In the spring of 1959, Sylvia Brooks got up from her seat, walked across a small stage, and received her associate's degree in nursing from what was then Lander College.
It was a major moment, because the young Brooks was the first graduate in the school's first nursing class - two years after the college had begun the Self Memorial Division of Nursing, a two-year program for qualified applicants.
But, in May 2019, 13 nursing students from Lander University will walk across a much bigger stage and become the largest graduating class of a Master of Science in Nursing program that qualifies each of them to sit for the Clinical Nurse Leader (CNL®) certification, a new health care designation designed to improve patient care and safety.

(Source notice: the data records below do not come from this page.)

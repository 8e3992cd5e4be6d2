//! Simulation state and the tick-driven driver.
//!
//! [`SimulationState`] couples the step counter with the trajectory so the
//! two can never drift apart. [`Simulation`] layers the start / pause /
//! stop / forward / rewind controls on top of it.
//!
//! Everything here is synchronous and takes `&mut self`; callers that share a
//! simulation across threads must wrap it in a lock.

use tracing::{debug, trace};

use crate::error::StepCount;
use crate::oscillator::{elapsed, sample};
use crate::params::SimulationParameters;
use crate::point::Point;
use crate::trajectory::{Rewind, TrajectoryBuffer};

/// Step counter plus trajectory history.
///
/// # Example
///
/// ```rust
/// use lissajous::{SimulationParameters, SimulationState, StepCount};
///
/// let params = SimulationParameters::default();
/// let mut state = SimulationState::bounded(5);
///
/// state.forward(StepCount::new(7).unwrap(), &params);
/// assert_eq!(state.step_count(), 7);
/// assert_eq!(state.trajectory().len(), 5);
///
/// // Only three points are left after rewinding two, but the
/// // counter still reflects the true simulated step.
/// state.rewind(StepCount::new(2).unwrap());
/// assert_eq!(state.step_count(), 5);
/// ```
#[derive(Debug, Clone, Default, PartialEq)]
pub struct SimulationState {
    step_index: u64,
    trajectory: TrajectoryBuffer,
}

impl SimulationState {
    /// Creates an empty state with an unbounded trajectory.
    pub fn new() -> Self {
        Self::default()
    }

    /// Creates an empty state keeping at most `max_len` points (0 = unbounded).
    pub fn bounded(max_len: usize) -> Self {
        Self {
            step_index: 0,
            trajectory: TrajectoryBuffer::bounded(max_len),
        }
    }

    /// Number of steps taken since the last reset.
    #[inline]
    pub fn step_count(&self) -> u64 {
        self.step_index
    }

    /// Returns true when there is history to rewind.
    #[inline]
    pub fn can_rewind(&self) -> bool {
        !self.trajectory.is_empty()
    }

    /// The retained trajectory.
    #[inline]
    pub fn trajectory(&self) -> &TrajectoryBuffer {
        &self.trajectory
    }

    /// The newest point.
    #[inline]
    pub fn current(&self) -> Option<Point> {
        self.trajectory.last()
    }

    /// Simulated time of the next step, in seconds.
    #[inline]
    pub fn elapsed(&self, params: &SimulationParameters) -> f64 {
        elapsed(self.step_index, params)
    }

    /// Changes the trajectory bound.
    pub fn set_max_len(&mut self, max_len: usize) {
        self.trajectory.set_max_len(max_len);
    }

    /// Samples the oscillator at the current step, records the point and
    /// advances the counter.
    pub fn step(&mut self, params: &SimulationParameters) -> Point {
        let point = sample(self.step_index, params);
        self.trajectory.append(point);
        self.step_index += 1;
        trace!(step = self.step_index, x = point.x, y = point.y, "Simulation step");
        point
    }

    /// Takes `n` steps in a row.
    pub fn forward(&mut self, n: StepCount, params: &SimulationParameters) -> Option<Point> {
        let mut last = None;
        for _ in 0..n.get() {
            last = Some(self.step(params));
        }
        last
    }

    /// Removes the newest `n` points and winds the counter back to match.
    ///
    /// Rewinding past the retained history resets to step 0.
    pub fn rewind(&mut self, n: StepCount) -> Rewind {
        let outcome = self.trajectory.rewind(n);
        match outcome {
            Rewind::Cleared => self.step_index = 0,
            Rewind::Removed(removed) => {
                self.step_index = self.step_index.saturating_sub(removed as u64);
            }
        }
        debug!(requested = n.get(), ?outcome, step = self.step_index, "Rewound trajectory");
        outcome
    }

    /// Clears the trajectory and the counter.
    pub fn reset(&mut self) {
        self.trajectory.clear();
        self.step_index = 0;
    }
}

/// Run state of a [`Simulation`].
#[derive(Debug, Clone, Copy, PartialEq, Eq, Default)]
pub enum RunState {
    /// Not running; the next start begins a fresh run.
    #[default]
    Stopped,
    /// Advancing on every tick.
    Running,
    /// Halted mid-run; the next start resumes.
    Paused,
}

/// A damped Lissajous simulation driven by an external timer.
///
/// The driver calls [`tick`](Simulation::tick) from its timer; the other
/// methods correspond to the user's run controls.
///
/// # Example
///
/// ```rust
/// use lissajous::{RunState, Simulation, SimulationParameters, StepCount};
///
/// let mut sim = Simulation::new(SimulationParameters::default());
///
/// // Jump ahead without starting the timer.
/// sim.forward(StepCount::new(40).unwrap());
/// assert_eq!(sim.run_state(), RunState::Paused);
///
/// // Resuming continues from step 40.
/// sim.start();
/// sim.tick();
/// assert_eq!(sim.step_count(), 41);
/// ```
#[derive(Debug, Clone, Default)]
pub struct Simulation {
    params: SimulationParameters,
    state: SimulationState,
    run_state: RunState,
}

impl Simulation {
    /// Creates a stopped simulation with an unbounded trajectory.
    pub fn new(params: SimulationParameters) -> Self {
        Self {
            params,
            state: SimulationState::new(),
            run_state: RunState::Stopped,
        }
    }

    /// Sets the trajectory bound (0 = unbounded).
    pub fn with_line_length(mut self, max_len: usize) -> Self {
        self.state.set_max_len(max_len);
        self
    }

    /// Current parameters.
    pub fn parameters(&self) -> &SimulationParameters {
        &self.params
    }

    /// Replaces the parameters; they take effect from the next step.
    pub fn set_parameters(&mut self, params: SimulationParameters) {
        debug!(?params, "Simulation parameters changed");
        self.params = params;
    }

    /// Changes the trajectory bound, evicting old points if needed.
    pub fn set_line_length(&mut self, max_len: usize) {
        self.state.set_max_len(max_len);
    }

    /// Step counter and trajectory.
    pub fn state(&self) -> &SimulationState {
        &self.state
    }

    /// Current run state.
    pub fn run_state(&self) -> RunState {
        self.run_state
    }

    /// Returns true while ticks advance the simulation.
    pub fn is_running(&self) -> bool {
        self.run_state == RunState::Running
    }

    /// Returns true when stopped or paused with history to remove.
    pub fn can_rewind(&self) -> bool {
        !self.is_running() && self.state.can_rewind()
    }

    /// Number of steps taken in the current run.
    pub fn step_count(&self) -> u64 {
        self.state.step_count()
    }

    /// Simulated time of the next step, in seconds.
    pub fn elapsed(&self) -> f64 {
        self.state.elapsed(&self.params)
    }

    /// The newest point.
    pub fn current(&self) -> Option<Point> {
        self.state.current()
    }

    /// Starts a fresh run, or resumes if paused.
    pub fn start(&mut self) {
        if self.run_state != RunState::Paused {
            self.state.reset();
            debug!("Starting new run");
        }
        self.run_state = RunState::Running;
    }

    /// Pauses a running simulation. Does nothing otherwise.
    pub fn pause(&mut self) {
        if self.run_state == RunState::Running {
            self.run_state = RunState::Paused;
        }
    }

    /// Stops the simulation; the trajectory is kept until the next start.
    pub fn stop(&mut self) {
        self.run_state = RunState::Stopped;
    }

    /// Advances one step if running. Returns the new point, if any.
    pub fn tick(&mut self) -> Option<Point> {
        if self.is_running() {
            Some(self.state.step(&self.params))
        } else {
            None
        }
    }

    /// Takes `n` steps immediately and leaves the simulation paused.
    ///
    /// Only a paused run is continued. From `Stopped` or `Running` the
    /// current history is discarded and `n` steps are taken from step 0, the
    /// same fresh start [`Simulation::start`] makes; pause first to skip
    /// ahead within a running simulation.
    pub fn forward(&mut self, n: StepCount) -> Option<Point> {
        if self.run_state != RunState::Paused {
            debug!(
                discarded = self.step_count(),
                state = ?self.run_state,
                "Forward starts a fresh run"
            );
            self.state.reset();
        }
        let last = self.state.forward(n, &self.params);
        self.run_state = RunState::Paused;
        debug!(steps = n.get(), step = self.step_count(), "Skipped forward");
        last
    }

    /// Removes the newest `n` steps.
    ///
    /// Ignored while running, since ticks would race the rewind; returns
    /// `None` in that case.
    pub fn rewind(&mut self, n: StepCount) -> Option<Rewind> {
        if self.is_running() {
            debug!("Rewind ignored while running");
            return None;
        }
        Some(self.state.rewind(n))
    }

    /// Clears the trajectory and stops.
    pub fn reset(&mut self) {
        self.state.reset();
        self.run_state = RunState::Stopped;
    }
}

#[cfg(test)]
mod tests {
    use super::*;

    fn count(n: usize) -> StepCount {
        StepCount::new(n).unwrap()
    }

    #[test]
    fn test_step_samples_before_advancing() {
        let params = SimulationParameters::default();
        let mut state = SimulationState::new();
        let first = state.step(&params);
        assert_eq!(first, Point::new(0.0, 0.0));
        assert_eq!(state.step_count(), 1);
    }

    #[test]
    fn test_rewind_exact_inverse() {
        let params = SimulationParameters::default();
        let mut state = SimulationState::new();
        state.forward(count(12), &params);
        let before = state.clone();

        state.forward(count(8), &params);
        assert_eq!(state.rewind(count(8)), Rewind::Removed(8));
        assert_eq!(state, before);
    }

    #[test]
    fn test_rewind_past_start_resets() {
        let params = SimulationParameters::default();
        let mut state = SimulationState::new();
        state.forward(count(3), &params);
        assert_eq!(state.rewind(count(5)), Rewind::Cleared);
        assert_eq!(state.step_count(), 0);
        assert!(!state.can_rewind());
    }

    #[test]
    fn test_resampling_after_rewind_matches() {
        let params = SimulationParameters::default();
        let mut state = SimulationState::new();
        state.forward(count(10), &params);
        let tenth = state.current();

        state.rewind(count(4));
        state.forward(count(4), &params);
        assert_eq!(state.current(), tenth);
    }

    #[test]
    fn test_start_resets_unless_paused() {
        let mut sim = Simulation::new(SimulationParameters::default());
        sim.start();
        for _ in 0..5 {
            sim.tick();
        }
        sim.pause();
        sim.start();
        assert_eq!(sim.step_count(), 5);

        sim.stop();
        sim.start();
        assert_eq!(sim.step_count(), 0);
    }

    #[test]
    fn test_tick_ignored_unless_running() {
        let mut sim = Simulation::new(SimulationParameters::default());
        assert_eq!(sim.tick(), None);
        sim.start();
        assert!(sim.tick().is_some());
        sim.pause();
        assert_eq!(sim.tick(), None);
        assert_eq!(sim.step_count(), 1);
    }

    #[test]
    fn test_forward_from_stopped_starts_fresh() {
        let mut sim = Simulation::new(SimulationParameters::default());
        sim.start();
        sim.tick();
        sim.tick();
        sim.stop();

        sim.forward(count(3));
        assert_eq!(sim.step_count(), 3);
        assert_eq!(sim.run_state(), RunState::Paused);

        sim.forward(count(3));
        assert_eq!(sim.step_count(), 6);
    }

    #[test]
    fn test_forward_while_running_restarts_paused() {
        let mut sim = Simulation::new(SimulationParameters::default());
        sim.start();
        for _ in 0..10 {
            sim.tick();
        }

        let last = sim.forward(count(2));
        assert_eq!(sim.step_count(), 2);
        assert_eq!(sim.run_state(), RunState::Paused);
        assert_eq!(last, Some(sample(1, sim.parameters())));

        // Pausing first keeps the run.
        sim.start();
        sim.tick();
        sim.pause();
        sim.forward(count(2));
        assert_eq!(sim.step_count(), 5);
    }

    #[test]
    fn test_rewind_blocked_while_running() {
        let mut sim = Simulation::new(SimulationParameters::default());
        sim.start();
        sim.tick();
        assert!(!sim.can_rewind());
        assert_eq!(sim.rewind(StepCount::ONE), None);

        sim.stop();
        assert!(sim.can_rewind());
        assert_eq!(sim.rewind(StepCount::ONE), Some(Rewind::Cleared));
        assert!(!sim.can_rewind());
    }

    #[test]
    fn test_line_length_bounds_history() {
        let mut sim = Simulation::new(SimulationParameters::default()).with_line_length(4);
        sim.forward(count(10));
        assert_eq!(sim.state().trajectory().len(), 4);
        assert_eq!(sim.step_count(), 10);

        sim.set_line_length(2);
        assert_eq!(sim.state().trajectory().len(), 2);
    }

    #[test]
    fn test_elapsed_tracks_counter() {
        let mut sim = Simulation::new(SimulationParameters::default());
        sim.forward(count(20));
        assert!((sim.elapsed() - 1.0).abs() < 1e-12);
    }
}
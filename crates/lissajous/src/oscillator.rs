//! Closed-form damped two-axis oscillator.
//!
//! Each axis follows its own exponentially damped sinusoid:
//!
//! ```text
//! X(t) = Ax · e^(-dx·t) · sin(ωx·t + π·φ)
//! Y(t) = Ay · e^(-dy·t) · sin(ωy·t)
//! ```
//!
//! where `t = step · interval`. Nothing is integrated, so any step can be
//! evaluated directly and rewinding never accumulates error.

use core::f64::consts::PI;

use crate::params::SimulationParameters;
use crate::point::Point;

/// Simulated time in seconds at the given step.
///
/// # Example
///
/// ```rust
/// use lissajous::{elapsed, SimulationParameters};
///
/// let params = SimulationParameters::default(); // 50 ms per step
/// assert!((elapsed(10, &params) - 0.5).abs() < 1e-12);
/// ```
#[inline]
pub fn elapsed(step: u64, params: &SimulationParameters) -> f64 {
    step as f64 * params.step_interval_ms() as f64 / 1000.0
}

/// Position of the oscillator at the given step.
///
/// Pure and total: any step and any finite parameters give a finite,
/// bit-for-bit reproducible result. Zero frequency yields a constant
/// (`Ax·sin(π·φ)` on X, 0 on Y) and non-positive damping a bounded or
/// growing envelope.
///
/// # Example
///
/// ```rust
/// use lissajous::{sample, Point, SimulationParameters};
///
/// let params = SimulationParameters::default();
/// assert_eq!(sample(0, &params), Point::new(0.0, 0.0));
/// ```
#[inline]
pub fn sample(step: u64, params: &SimulationParameters) -> Point {
    let t = elapsed(step, params);
    Point {
        x: damped_sine(
            params.x_magnitude,
            params.x_damping,
            params.x_frequency,
            PI * params.phase_difference,
            t,
        ),
        y: damped_sine(params.y_magnitude, params.y_damping, params.y_frequency, 0.0, t),
    }
}

#[inline]
fn damped_sine(magnitude: f64, damping: f64, frequency: f64, phase: f64, t: f64) -> f64 {
    magnitude * (-damping * t).exp() * (frequency * t + phase).sin()
}

#[cfg(test)]
mod tests {
    use super::*;

    const TOLERANCE: f64 = 1e-9;

    fn approx_eq(a: f64, b: f64) -> bool {
        (a - b).abs() < TOLERANCE
    }

    #[test]
    fn test_origin_at_step_zero() {
        let p = sample(0, &SimulationParameters::default());
        assert!(approx_eq(p.x, 0.0));
        assert!(approx_eq(p.y, 0.0));
    }

    #[test]
    fn test_reference_values() {
        let p = sample(10, &SimulationParameters::default());
        assert!(approx_eq(p.x, 1.5f64.sin()), "x = {}", p.x);
        assert!(approx_eq(p.y, 2.0f64.sin()), "y = {}", p.y);
        assert!((p.x - 0.997_495).abs() < 1e-6);
        assert!((p.y - 0.909_297).abs() < 1e-6);
    }

    #[test]
    fn test_phase_difference_shifts_x_only() {
        let params = SimulationParameters {
            phase_difference: 0.5,
            ..SimulationParameters::default()
        };
        let p = sample(0, &params);
        assert!(approx_eq(p.x, 1.0));
        assert!(approx_eq(p.y, 0.0));
    }

    #[test]
    fn test_zero_frequency_is_constant() {
        let params = SimulationParameters {
            x_frequency: 0.0,
            y_frequency: 0.0,
            phase_difference: 0.25,
            ..SimulationParameters::default()
        };
        let expected = (PI * 0.25).sin();
        for step in [0, 1, 100, 10_000] {
            let p = sample(step, &params);
            assert!(approx_eq(p.x, expected));
            assert!(approx_eq(p.y, 0.0));
        }
    }

    #[test]
    fn test_damping_shrinks_envelope() {
        let params = SimulationParameters {
            x_damping: 1.0,
            y_damping: 1.0,
            ..SimulationParameters::default()
        };
        // 200 steps = 10s, envelope e^-10
        let bound = (-10.0f64).exp();
        for step in 200..260 {
            let p = sample(step, &params);
            assert!(p.x.abs() <= bound + TOLERANCE);
            assert!(p.y.abs() <= bound + TOLERANCE);
        }
    }

    #[test]
    fn test_negative_damping_grows_envelope() {
        let params = SimulationParameters {
            y_damping: -0.5,
            y_frequency: 0.0,
            ..SimulationParameters::default()
        };
        // sin(0) = 0 everywhere on Y, so check the raw envelope instead
        let t = elapsed(40, &params);
        assert!(approx_eq(t, 2.0));
        assert!(damped_sine(1.0, -0.5, 0.0, PI / 2.0, t) > 2.7);
    }

    #[test]
    fn test_elapsed_uses_interval() {
        let params = SimulationParameters::default()
            .with_step_interval_ms(20)
            .unwrap();
        assert!(approx_eq(elapsed(50, &params), 1.0));
    }
}
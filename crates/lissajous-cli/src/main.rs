//! `lissajous` command-line entry point.

use std::io::{self, Write};
use std::process::ExitCode;

use anyhow::{Context, Result};
use lissajous_cli::cli::{Cli, Command};
use lissajous_cli::config::Config;
use lissajous_cli::{commands, logging};
use tracing::debug;

fn main() -> ExitCode {
    let cli = Cli::parse_args();
    logging::init(cli.verbose);

    match run(&cli) {
        Ok(()) => ExitCode::SUCCESS,
        Err(err) => {
            eprintln!("Error: {err:#}");
            ExitCode::FAILURE
        }
    }
}

fn run(cli: &Cli) -> Result<()> {
    let config = Config::from_cli(cli).context("invalid configuration")?;
    debug!(?config, "Resolved configuration");

    let stdout = io::stdout();
    let mut out = stdout.lock();

    if cli.print_config {
        serde_json::to_writer_pretty(&mut out, &config).context("writing configuration")?;
        writeln!(out)?;
        return Ok(());
    }

    match &cli.command {
        Command::Simulate(args) => commands::simulate(&config, args, &mut out)?,
        Command::Layout(args) => commands::layout(&config, args, &mut out)?,
        Command::Play(args) => {
            let runtime = tokio::runtime::Builder::new_current_thread()
                .enable_all()
                .build()
                .context("building async runtime")?;
            runtime.block_on(commands::play(&config, args, &mut out))?;
        }
    }

    out.flush().context("flushing output")
}
//! Axis layout, boundary anchors and the value-to-pixel seam.
//!
//! Rendering lives outside this crate. The renderer owns the real axes and
//! exposes them through [`AxisScale`]; this module only derives the axis
//! range the plot should use and where the four spring anchors sit inside
//! it.

use serde::{Deserialize, Serialize};

use crate::params::SimulationParameters;
use crate::point::Point;

/// Maps a data-space value on one axis to a device-space pixel coordinate.
///
/// Implementations must be monotonic and continuous over the visible range.
/// Chart widgets usually already provide this; [`LinearScale`] is a plain
/// linear mapping for headless use and tests.
pub trait AxisScale {
    /// Pixel position of `value` along this axis.
    fn value_to_pixel(&self, value: f64) -> f64;

    /// Signed pixel span of one unit of `magnitude` measured from zero.
    ///
    /// Negative for axes whose pixel coordinates grow opposite to the data
    /// (the usual screen Y axis).
    #[inline]
    fn pixels_per(&self, magnitude: f64) -> f64 {
        self.value_to_pixel(magnitude) - self.value_to_pixel(0.0)
    }
}

impl<T: AxisScale + ?Sized> AxisScale for &T {
    #[inline]
    fn value_to_pixel(&self, value: f64) -> f64 {
        (**self).value_to_pixel(value)
    }
}

/// Linear mapping of the data range `[min, max]` onto `[pixel_min, pixel_max]`.
///
/// Pass a reversed pixel range to flip the axis, as screen Y axes do.
///
/// # Example
///
/// ```rust
/// use lissajous::{AxisScale, LinearScale};
///
/// let y = LinearScale::new(-1.0, 1.0, 200.0, 0.0);
/// assert_eq!(y.value_to_pixel(1.0), 0.0);
/// assert_eq!(y.value_to_pixel(0.0), 100.0);
/// ```
#[derive(Debug, Clone, Copy, PartialEq, Serialize, Deserialize)]
pub struct LinearScale {
    /// Smallest visible data value.
    pub min: f64,
    /// Largest visible data value.
    pub max: f64,
    /// Pixel coordinate of `min`.
    pub pixel_min: f64,
    /// Pixel coordinate of `max`.
    pub pixel_max: f64,
}

impl LinearScale {
    /// Creates a new linear scale.
    #[inline]
    pub const fn new(min: f64, max: f64, pixel_min: f64, pixel_max: f64) -> Self {
        Self {
            min,
            max,
            pixel_min,
            pixel_max,
        }
    }
}

impl AxisScale for LinearScale {
    fn value_to_pixel(&self, value: f64) -> f64 {
        let span = self.max - self.min;
        if span == 0.0 || !span.is_finite() {
            return self.pixel_min;
        }
        self.pixel_min + (value - self.min) / span * (self.pixel_max - self.pixel_min)
    }
}

/// Orientation of a spring at rest.
#[derive(Debug, Clone, Copy, PartialEq, Eq, Hash, Serialize, Deserialize)]
#[serde(rename_all = "snake_case")]
pub enum SpringDirection {
    /// Anchored on the X axis, pulls horizontally.
    Horizontal,
    /// Anchored on the Y axis, pulls vertically.
    Vertical,
}

/// One of the four plot boundaries a spring is attached to.
#[derive(Debug, Clone, Copy, PartialEq, Eq, Hash, Serialize, Deserialize)]
#[serde(rename_all = "snake_case")]
pub enum Anchor {
    /// Just inside the left edge.
    XMin,
    /// Just inside the right edge.
    XMax,
    /// Just inside the bottom edge.
    YMin,
    /// Just inside the top edge.
    YMax,
}

impl Anchor {
    /// All anchors in drawing order.
    pub const ALL: [Anchor; 4] = [Anchor::XMin, Anchor::XMax, Anchor::YMin, Anchor::YMax];

    /// Direction of a spring attached here.
    pub const fn direction(self) -> SpringDirection {
        match self {
            Anchor::XMin | Anchor::XMax => SpringDirection::Horizontal,
            Anchor::YMin | Anchor::YMax => SpringDirection::Vertical,
        }
    }

    /// Short lowercase name, e.g. `x_min`.
    pub const fn name(self) -> &'static str {
        match self {
            Anchor::XMin => "x_min",
            Anchor::XMax => "x_max",
            Anchor::YMin => "y_min",
            Anchor::YMax => "y_max",
        }
    }
}

/// Range and tick layout of a plot axis.
///
/// Both axes share one layout sized by the larger magnitude, so the data
/// space stays square and spring angles survive the trip to pixels.
///
/// ```text
///  minimum      minor                                         maximum
///     |<-offset->|                  0                  |<-offset->|
///     [----------+------ ... ------ + ------ ... ------+----------]
///              anchor                                anchor
/// ```
#[derive(Debug, Clone, Copy, PartialEq, Serialize, Deserialize)]
pub struct AxisLayout {
    /// Lower end of the axis.
    pub minimum: f64,
    /// Upper end of the axis.
    pub maximum: f64,
    /// Minor tick spacing; also the anchor inset from each end.
    pub minor_interval: f64,
    /// Major tick and grid spacing.
    pub major_interval: f64,
    /// Offset of the first major tick from `minimum`.
    pub major_offset: f64,
}

impl AxisLayout {
    /// Layout for an axis showing `±magnitude` plus a margin of
    /// `margin_ticks` minor ticks on each side.
    pub fn for_magnitude(magnitude: f64, margin_ticks: u32) -> Self {
        let minor_interval = magnitude / 10.0;
        let major_interval = magnitude / 2.0;
        let major_offset = minor_interval * margin_ticks as f64;
        let maximum = magnitude + major_offset;
        Self {
            minimum: -maximum,
            maximum,
            minor_interval,
            major_interval,
            major_offset,
        }
    }

    /// Shared layout for both axes, sized by the larger magnitude.
    pub fn for_parameters(params: &SimulationParameters, margin_ticks: u32) -> Self {
        Self::for_magnitude(params.max_magnitude(), margin_ticks)
    }

    /// Data-space coordinate of an anchor.
    ///
    /// X anchors sit on the horizontal centre line, Y anchors on the
    /// vertical one, each one minor tick inside its boundary.
    pub fn anchor(&self, anchor: Anchor) -> Point {
        match anchor {
            Anchor::XMin => Point::new(self.minimum + self.minor_interval, 0.0),
            Anchor::XMax => Point::new(self.maximum - self.minor_interval, 0.0),
            Anchor::YMin => Point::new(0.0, self.minimum + self.minor_interval),
            Anchor::YMax => Point::new(0.0, self.maximum - self.minor_interval),
        }
    }

    /// Width of the visible range.
    #[inline]
    pub fn span(&self) -> f64 {
        self.maximum - self.minimum
    }

    /// A [`LinearScale`] mapping this layout onto a pixel range.
    pub fn scale(&self, pixel_min: f64, pixel_max: f64) -> LinearScale {
        LinearScale::new(self.minimum, self.maximum, pixel_min, pixel_max)
    }
}
//! Notification back-ends.
//!
//! The cleaner only needs "send a titled text message"; delivery is best effort
//! and failures are logged by the caller.

mod telegram;
mod webhook;

pub use telegram::TelegramNotifier;
pub use webhook::WebhookNotifier;

use async_trait::async_trait;
use reqwest::Client;
use std::sync::Arc;
use std::time::Duration;
use tracing::info;

use crate::config::{NotifierConfig, NotifierKind};

/// Notification errors
#[derive(Debug, thiserror::Error)]
pub enum NotifyError {
    #[error("HTTP request failed: {0}")]
    Http(#[from] reqwest::Error),

    #[error("Notification API error: {status} - {message}")]
    Api { status: u16, message: String },

    #[error("Notifier not configured: {0}")]
    Config(String),
}

/// Sends a titled text message somewhere the user will see it
#[async_trait]
pub trait Notifier: Send + Sync {
    /// Back-end identifier, e.g. "telegram"
    fn id(&self) -> &'static str;

    async fn send(&self, title: &str, body: &str) -> Result<(), NotifyError>;
}

/// Writes notifications to the log
#[derive(Debug, Clone, Copy, Default)]
pub struct LogNotifier;

#[async_trait]
impl Notifier for LogNotifier {
    fn id(&self) -> &'static str {
        "log"
    }

    async fn send(&self, title: &str, body: &str) -> Result<(), NotifyError> {
        info!(target: "notification", "{}\n{}", title, body);
        Ok(())
    }
}

/// Build the notifier selected in the configuration
pub fn build_notifier(config: &NotifierConfig) -> Result<Arc<dyn Notifier>, NotifyError> {
    let http = || {
        Client::builder()
            .user_agent(concat!("cas-task-cleaner/", env!("CARGO_PKG_VERSION")))
            .timeout(Duration::from_secs(10))
            .build()
    };

    let notifier: Arc<dyn Notifier> = match config.kind {
        NotifierKind::Log => Arc::new(LogNotifier),
        NotifierKind::Telegram => {
            let token = config
                .telegram_bot_token
                .as_deref()
                .filter(|t| !t.is_empty())
                .ok_or_else(|| NotifyError::Config("telegram_bot_token is empty".to_string()))?;
            let chat_id = config
                .telegram_chat_id
                .as_deref()
                .filter(|c| !c.is_empty())
                .ok_or_else(|| NotifyError::Config("telegram_chat_id is empty".to_string()))?;
            Arc::new(TelegramNotifier::new(http()?, token, chat_id))
        }
        NotifierKind::Webhook => {
            let url = config
                .webhook_url
                .as_deref()
                .filter(|u| !u.is_empty())
                .ok_or_else(|| NotifyError::Config("webhook_url is empty".to_string()))?;
            Arc::new(WebhookNotifier::new(http()?, url))
        }
    };

    Ok(notifier)
}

Their milestone marks a signature achievement of a CNL partnership established in 2017 between Lander and nearby Self Regional Healthcare (SRH).
And, more than just graduating a new class of nurses, this partnership not only represents a revolutionary era of U.S. health care, it puts Lander on the forefront of every CNL nursing program in South Carolina.
"We are currently the only school in the state to have a CNL partnership with an area health care system," said Dr. Holisa Wharton, dean of Lander's William Preston Turner School of Nursing. "The 13 members of this class are our largest CNL class to date, and the program they have just completed stands to serve as the model for every future CNL partnership in South Carolina."
CNL - A New Nurse
Despite its newness to Lander and Self Regional, the concept of the Clinical Nurse Leader originated in 1999 with the American Association of Colleges of Nursing (AACN).
AACN officers were concerned over a new report by the Institute of Medicine ("To Err is Human: Building a Safer Health System"), which estimated that 44,000 to 98,000 Americans were dying each year due to errors in health care.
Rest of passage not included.